I've decided to support one checkpoint/restart utility, The Berkeley Laboratory Checkpoint/Restart tool. Hence this page.
BLCR consists of two kernel modules, some user-level libraries, and several command-line executables. No kernel patching is required. Modules are loading upon boot via /etc/rc.local. The modules are dependent on the kernel source where the compilation took place. So for our first supported BLRC modules I've chosen the mw256 queue and nodes. Here is some documentation on BLCR
First lets test on a node to grasp the concept.

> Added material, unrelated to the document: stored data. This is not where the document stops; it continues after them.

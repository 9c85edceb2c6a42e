//! Free-standing boolean and comparison generators.
//!
//! These mirror the [`Comparable`](super::Comparable) methods for cases where
//! the left side is a plain value, and add the n-ary connectives.

use super::block::{join, r, Block, Piece};
use super::comparable::{binary, postfix};

/// `( a AND b AND ... )`
#[must_use]
pub fn and_<I>(values: I) -> Block
where
    I: IntoIterator,
    I::Item: Into<Piece>,
{
    join(&r("AND"), values).wrap()
}

/// `( a OR b OR ... )`
#[must_use]
pub fn or_<I>(values: I) -> Block
where
    I: IntoIterator,
    I::Item: Into<Piece>,
{
    join(&r("OR"), values).wrap()
}

/// `( NOT value )`
#[must_use]
pub fn not_(value: impl Into<Piece>) -> Block {
    Block::wrapped([Piece::from(r("NOT")), value.into()])
}

/// `( left = right )`
#[must_use]
pub fn eq(left: impl Into<Piece>, right: impl Into<Piece>) -> Block {
    binary(Block::new([left]), "=", right.into())
}

/// `( left != right )`
#[must_use]
pub fn neq(left: impl Into<Piece>, right: impl Into<Piece>) -> Block {
    binary(Block::new([left]), "!=", right.into())
}

/// `( left < right )`
#[must_use]
pub fn lt(left: impl Into<Piece>, right: impl Into<Piece>) -> Block {
    binary(Block::new([left]), "<", right.into())
}

/// `( left > right )`
#[must_use]
pub fn gt(left: impl Into<Piece>, right: impl Into<Piece>) -> Block {
    binary(Block::new([left]), ">", right.into())
}

/// `( left <= right )`
#[must_use]
pub fn lteq(left: impl Into<Piece>, right: impl Into<Piece>) -> Block {
    binary(Block::new([left]), "<=", right.into())
}

/// `( left >= right )`
#[must_use]
pub fn gteq(left: impl Into<Piece>, right: impl Into<Piece>) -> Block {
    binary(Block::new([left]), ">=", right.into())
}

fn range(
    value: impl Into<Piece>,
    op: &str,
    low: impl Into<Piece>,
    high: impl Into<Piece>,
) -> Block {
    Block::wrapped([
        value.into(),
        Piece::from(r(op)),
        low.into(),
        Piece::from(r("AND")),
        high.into(),
    ])
}

/// `( value BETWEEN low AND high )`
#[must_use]
pub fn between(value: impl Into<Piece>, low: impl Into<Piece>, high: impl Into<Piece>) -> Block {
    range(value, "BETWEEN", low, high)
}

/// `( value NOT BETWEEN low AND high )`
#[must_use]
pub fn not_between(
    value: impl Into<Piece>,
    low: impl Into<Piece>,
    high: impl Into<Piece>,
) -> Block {
    range(value, "NOT BETWEEN", low, high)
}

/// `( value BETWEEN SYMMETRIC first AND second )`
#[must_use]
pub fn between_symmetric(
    value: impl Into<Piece>,
    first: impl Into<Piece>,
    second: impl Into<Piece>,
) -> Block {
    range(value, "BETWEEN SYMMETRIC", first, second)
}

/// `( value IS DISTINCT FROM other )`
#[must_use]
pub fn is_distinct(value: impl Into<Piece>, other: impl Into<Piece>) -> Block {
    binary(Block::new([value]), "IS DISTINCT FROM", other.into())
}

/// `( value IS NOT DISTINCT FROM other )`
#[must_use]
pub fn is_not_distinct(value: impl Into<Piece>, other: impl Into<Piece>) -> Block {
    binary(Block::new([value]), "IS NOT DISTINCT FROM", other.into())
}

/// `( ( value ) IS NULL )`
#[must_use]
pub fn is_null(value: impl Into<Piece>) -> Block {
    postfix(Block::new([value]), "IS NULL")
}

/// `( ( value ) IS NOT NULL )`
#[must_use]
pub fn is_not_null(value: impl Into<Piece>) -> Block {
    postfix(Block::new([value]), "IS NOT NULL")
}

# are modules loaded [hmeij@n33 blcr]$ lsmod | grep blcr blcr 115529 0 blcr_imports 10715 1 blcr # set env export PATH=/share/apps/blcr/0.8.5/mw256/bin:$PATH export LD_LIBRARY_PATH=/share/apps/blcr/0.8.5/mw256/lib:$LD_LIBRARY_PATH # is it all working [hmeij@n33 blcr]$ cr_checkpoint --help Usage: cr_checkpoint [options] ID Options: General options: -v, --verbose print progress messages to stderr. -q, --quiet suppress error/warning messages to stderr. -?, --help print this message and exit. --version print version information and exit. ... # and here is our application and output (one extra character per second) [hmeij@n33 blcr]$ ./t-20001030-01 * ** *** **** ***** ****** ...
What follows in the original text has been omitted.